+++ SOURCE RECORDS +++

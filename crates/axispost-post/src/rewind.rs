//! Retract / rewind synthesizer
//!
//! Bridges a rotary jump between two posted moves by taking the tool off
//! the part, unwinding the angles in the clear and coming back:
//! 1. retract along the tool axis of the previous move
//! 2. rewind steps with the tip held at the retract point
//! 3. optional additional retract along a machine-frame direction
//! 4. re-approach above the next move along its tool axis
//!
//! The next move itself is emitted by the caller.

use axispost_core::geometry::normalized;
use axispost_core::{MoveRole, Point3, PostError, PostedMove, Result};
use axispost_kinematics::ContinuitySelector;
use axispost_machine::Machine;
use axispost_settings::PostParameters;
use tracing::{debug, warn};

use crate::interpolate::lerp_angles;

/// Builds retract / rewind sequences
#[derive(Debug, Clone, Copy)]
pub struct RewindSynthesizer<'s, 'a> {
    selector: &'s ContinuitySelector<'a>,
    machine: &'a Machine,
    params: &'a PostParameters,
}

impl<'s, 'a> RewindSynthesizer<'s, 'a> {
    pub fn new(
        selector: &'s ContinuitySelector<'a>,
        machine: &'a Machine,
        params: &'a PostParameters,
    ) -> Self {
        Self {
            selector,
            machine,
            params,
        }
    }

    /// Moves to insert between `previous` and `next`
    pub fn synthesize(&self, previous: &PostedMove, next: &PostedMove) -> Result<Vec<PostedMove>> {
        if self.machine.rotary_axis_count() == 0 {
            return Err(PostError::RewindFailed {
                index: Some(next.original_index),
                reason: "machine has no rotary axis to rewind".to_string(),
            });
        }

        let mut out = Vec::new();

        let retract_distance = self.retract_distance(previous)?;
        let retract_point = previous.part_position + previous.orientation * retract_distance;
        let retract = self.synthesized_at(previous, next, MoveRole::RewindRetract, &retract_point);
        out.push(retract.clone());

        let steps = self.rewind_steps(previous, next);
        for k in 1..=steps {
            let t = k as f64 / steps as f64;
            let mut mv = next.synthesized(MoveRole::Rewind);
            mv.flags.rapid = true;
            mv.angles = lerp_angles(&previous.angles, &next.angles, t);
            let radians = mv.angles.to_radians();
            mv.orientation = self.machine.orientation_from_angles(&radians);
            mv.saw_direction = self.machine.saw_from_angles(&radians);
            mv.part_position = retract_point;
            mv.machine_position = self.selector.machine_position(&retract_point, &mv.angles);
            out.push(mv);
        }

        if self.params.additional_retract {
            let last = out.last().cloned().unwrap_or(retract);
            out.push(self.additional_retract(&last)?);
        }

        let approach_distance = self.retract_distance(next)?;
        let approach_point = next.part_position + next.orientation * approach_distance;
        out.push(self.synthesized_at(next, next, MoveRole::RewindApproach, &approach_point));

        debug!(
            "Rewind before move {}: {} synthesized moves, retract {:.4}",
            next.original_index,
            out.len(),
            retract_distance
        );
        Ok(out)
    }

    /// Copy of `pose` moved to `part`, tagged as a synthesized rapid for `next`
    fn synthesized_at(
        &self,
        pose: &PostedMove,
        next: &PostedMove,
        role: MoveRole,
        part: &Point3<f64>,
    ) -> PostedMove {
        let mut mv = pose.synthesized(role);
        mv.flags.rapid = true;
        mv.original_index = next.original_index;
        mv.part_position = *part;
        mv.machine_position = self.selector.machine_position(part, &pose.angles);
        mv
    }

    /// Retract length along the tool axis of `mv`
    fn retract_distance(&self, mv: &PostedMove) -> Result<f64> {
        let configured = self.params.retract_distance;
        let reach = self.tool_axis_reach(mv);
        let distance = if self.params.retract_tool_at_max {
            if reach.is_finite() {
                reach
            } else {
                configured
            }
        } else if self.params.machine_limits.translation() && reach < configured {
            warn!(
                "Retract at move {} clamped to {:.4} by translation limits",
                mv.original_index, reach
            );
            reach
        } else {
            configured
        };
        if distance <= 0.0 && configured > 0.0 && self.params.machine_limits.translation() {
            return Err(PostError::RewindFailed {
                index: Some(mv.original_index),
                reason: "no room to retract inside the translation limits".to_string(),
            });
        }
        Ok(distance)
    }

    /// How far the tool can back off along its axis before a translation
    /// limit stops it
    fn tool_axis_reach(&self, mv: &PostedMove) -> f64 {
        let direction = self
            .machine
            .axis_direction(&mv.orientation, &mv.angles.to_radians());
        self.machine.retract_reach(&mv.machine_position, &direction)
    }

    fn rewind_steps(&self, previous: &PostedMove, next: &PostedMove) -> usize {
        if self.params.rewind_in_one_step {
            return 1;
        }
        let (_, delta) = next.angles.max_delta(&previous.angles);
        ((delta / self.params.rewind_angle_step) - 1e-9).ceil().max(1.0) as usize
    }

    fn additional_retract(&self, last: &PostedMove) -> Result<PostedMove> {
        let direction = normalized(&self.params.additional_retract_direction).ok_or(
            PostError::RewindFailed {
                index: Some(last.original_index),
                reason: "additional retract direction has zero length".to_string(),
            },
        )?;
        let reach = self.machine.retract_reach(&last.machine_position, &direction);
        let distance = if self.params.additional_retract_tool_at_max && reach.is_finite() {
            reach
        } else if self.params.machine_limits.translation() {
            self.params.additional_retract_distance.min(reach)
        } else {
            self.params.additional_retract_distance
        };

        let mut mv = last.synthesized(MoveRole::RewindRetract);
        mv.flags.rapid = true;
        // Direction is given in axis coordinates
        mv.machine_position = last.machine_position + direction * distance;
        mv.part_position = self.machine.part_position(
            &mv.machine_position,
            &mv.angles.to_radians(),
            self.selector.tool_length(),
        );
        Ok(mv)
    }
}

+++

- **EXERCISE BRIEF**: Repeat each of the entries exactly.

- **PROBLEM SOLUTION**:
filename crates/axispost-post/src/rewind.rs
//! Retract / rewind synthesizer
//!
//! Bridges a rotary jump between two posted moves by taking the tool off
//! the part, unwinding the angles in the clear and coming back:
//! 1. retract along the tool axis of the previous move
//! 2. rewind steps with the tip held at the retract point
//! 3. optional additional retract along a machine-frame direction
//! 4. re-approach above the next move along its tool axis
//!
//! The next move itself is emitted by the caller.

use axispost_core::geometry::normalized;
use axispost_core::{MoveRole, Point3, PostError, PostedMove, Result};
use axispost_kinematics::ContinuitySelector;
use axispost_machine::Machine;
use axispost_settings::PostParameters;
use tracing::{debug, warn};

use crate::interpolate::lerp_angles;

/// Builds retract / rewind sequences
#[derive(Debug, Clone, Copy)]
pub struct RewindSynthesizer<'s, 'a> {
    selector: &'s ContinuitySelector<'a>,
    machine: &'a Machine,
    params: &'a PostParameters,
}

impl<'s, 'a> RewindSynthesizer<'s, 'a> {
    pub fn new(
        selector: &'s ContinuitySelector<'a>,
        machine: &'a Machine,
        params: &'a PostParameters,
    ) -> Self {
        Self {
            selector,
            machine,
            params,
        }
    }

    /// Moves to insert between `previous` and `next`
    pub fn synthesize(&self, previous: &PostedMove, next: &PostedMove) -> Result<Vec<PostedMove>> {
        if self.machine.rotary_axis_count() == 0 {
            return Err(PostError::RewindFailed {
                index: Some(next.original_index),
                reason: "machine has no rotary axis to rewind".to_string(),
            });
        }

        let mut out = Vec::new();

        let retract_distance = self.retract_distance(previous)?;
        let retract_point = previous.part_position + previous.orientation * retract_distance;
        let retract = self.synthesized_at(previous, next, MoveRole::RewindRetract, &retract_point);
        out.push(retract.clone());

        let steps = self.rewind_steps(previous, next);
        for k in 1..=steps {
            let t = k as f64 / steps as f64;
            let mut mv = next.synthesized(MoveRole::Rewind);
            mv.flags.rapid = true;
            mv.angles = lerp_angles(&previous.angles, &next.angles, t);
            let radians = mv.angles.to_radians();
            mv.orientation = self.machine.orientation_from_angles(&radians);
            mv.saw_direction = self.machine.saw_from_angles(&radians);
            mv.part_position = retract_point;
            mv.machine_position = self.selector.machine_position(&retract_point, &mv.angles);
            out.push(mv);
        }

        if self.params.additional_retract {
            let last = out.last().cloned().unwrap_or(retract);
            out.push(self.additional_retract(&last)?);
        }

        let approach_distance = self.retract_distance(next)?;
        let approach_point = next.part_position + next.orientation * approach_distance;
        out.push(self.synthesized_at(next, next, MoveRole::RewindApproach, &approach_point));

        debug!(
            "Rewind before move {}: {} synthesized moves, retract {:.4}",
            next.original_index,
            out.len(),
            retract_distance
        );
        Ok(out)
    }

    /// Copy of `pose` moved to `part`, tagged as a synthesized rapid for `next`
    fn synthesized_at(
        &self,
        pose: &PostedMove,
        next: &PostedMove,
        role: MoveRole,
        part: &Point3<f64>,
    ) -> PostedMove {
        let mut mv = pose.synthesized(role);
        mv.flags.rapid = true;
        mv.original_index = next.original_index;
        mv.part_position = *part;
        mv.machine_position = self.selector.machine_position(part, &pose.angles);
        mv
    }

    /// Retract length along the tool axis of `mv`
    fn retract_distance(&self, mv: &PostedMove) -> Result<f64> {
        let configured = self.params.retract_distance;
        let reach = self.tool_axis_reach(mv);
        let distance = if self.params.retract_tool_at_max {
            if reach.is_finite() {
                reach
            } else {
                configured
            }
        } else if self.params.machine_limits.translation() && reach < configured {
            warn!(
                "Retract at move {} clamped to {:.4} by translation limits",
                mv.original_index, reach
            );
            reach
        } else {
            configured
        };
        if distance <= 0.0 && configured > 0.0 && self.params.machine_limits.translation() {
            return Err(PostError::RewindFailed {
                index: Some(mv.original_index),
                reason: "no room to retract inside the translation limits".to_string(),
            });
        }
        Ok(distance)
    }

    /// How far the tool can back off along its axis before a translation
    /// limit stops it
    fn tool_axis_reach(&self, mv: &PostedMove) -> f64 {
        let direction = self
            .machine
            .axis_direction(&mv.orientation, &mv.angles.to_radians());
        self.machine.retract_reach(&mv.machine_position, &direction)
    }

    fn rewind_steps(&self, previous: &PostedMove, next: &PostedMove) -> usize {
        if self.params.rewind_in_one_step {
            return 1;
        }
        let (_, delta) = next.angles.max_delta(&previous.angles);
        ((delta / self.params.rewind_angle_step) - 1e-9).ceil().max(1.0) as usize
    }

    fn additional_retract(&self, last: &PostedMove) -> Result<PostedMove> {
        let direction = normalized(&self.params.additional_retract_direction).ok_or(
            PostError::RewindFailed {
                index: Some(last.original_index),
                reason: "additional retract direction has zero length".to_string(),
            },
        )?;
        let reach = self.machine.retract_reach(&last.machine_position, &direction);
        let distance = if self.params.additional_retract_tool_at_max && reach.is_finite() {
            reach
        } else if self.params.machine_limits.translation() {
            self.params.additional_retract_distance.min(reach)
        } else {
            self.params.additional_retract_distance
        };

        let mut mv = last.synthesized(MoveRole::RewindRetract);
        mv.flags.rapid = true;
        // Direction is given in axis coordinates
        mv.machine_position = last.machine_position + direction * distance;
        mv.part_position = self.machine.part_position(
            &mv.machine_position,
            &mv.angles.to_radians(),
            self.selector.tool_length(),
        );
        Ok(mv)
    }
}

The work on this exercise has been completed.